*Stored items*.
#####

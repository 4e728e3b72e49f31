use std::sync::Arc;

use axum::{
    extract::{Request, State},
    http::HeaderMap,
    middleware::Next,
    response::Response,
};

use crate::auth::{Claims, TokenKeys, TokenType};
use crate::error::ApiError;

use super::policy::{self, Access, ResourceKind, Verb};

/// Caller identity taken from a verified access token
#[derive(Clone, Debug)]
pub struct AuthUser {
    pub user_id: String,
    pub username: String,
}

impl From<Claims> for AuthUser {
    fn from(claims: Claims) -> Self {
        Self {
            user_id: claims.sub,
            username: claims.username,
        }
    }
}

/// Middleware state: which resource the routes belong to and how to verify tokens
#[derive(Clone)]
pub struct Gate {
    pub resource: ResourceKind,
    pub tokens: Arc<TokenKeys>,
}

impl Gate {
    pub fn new(resource: ResourceKind, tokens: Arc<TokenKeys>) -> Self {
        Self { resource, tokens }
    }
}

/// Look up the policy for (resource, verb) and, when gated, require a valid
/// bearer access token before the handler runs.
pub async fn authorize(State(gate): State<Gate>, mut request: Request, next: Next) -> Result<Response, ApiError> {
    let verb = Verb::from_method(request.method());

    if policy::access(gate.resource, verb) == Access::Public {
        tracing::debug!("{} {} is public", request.method(), gate.resource.segment());
        return Ok(next.run(request).await);
    }

    let token = extract_bearer_token(request.headers()).map_err(|msg| {
        tracing::debug!("Rejected {} {}: {}", request.method(), gate.resource.segment(), msg);
        ApiError::unauthorized(msg)
    })?;

    let claims = gate.tokens.verify(&token, TokenType::Access)?;
    tracing::debug!("{} {} authorized for {}", request.method(), gate.resource.segment(), claims.username);

    request.extensions_mut().insert(AuthUser::from(claims));
    Ok(next.run(request).await)
}

/// Extract the token from `Authorization: Bearer <token>`
fn extract_bearer_token(headers: &HeaderMap) -> Result<String, &'static str> {
    let auth_header = headers
        .get(axum::http::header::AUTHORIZATION)
        .ok_or("Authentication credentials were not provided.")?;

    let auth_str = auth_header
        .to_str()
        .map_err(|_| "Invalid Authorization header format")?;

    match auth_str.strip_prefix("Bearer ") {
        Some(token) if !token.trim().is_empty() => Ok(token.trim().to_string()),
        Some(_) => Err("Invalid Authorization header. No credentials provided."),
        None => Err("Authorization header must use Bearer token format"),
    }
}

#####

*Task requirements*.
Only certain lines are wanted. Please return exactly those from the top of the data through the line with "use crate::error::ApiError;".

*Result below*.
repository 4e728e3b72e49f31
use std::sync::Arc;

use axum::{
    extract::{Request, State},
    http::HeaderMap,
    middleware::Next,
    response::Response,
};

use crate::auth::{Claims, TokenKeys, TokenType};
use crate::error::ApiError;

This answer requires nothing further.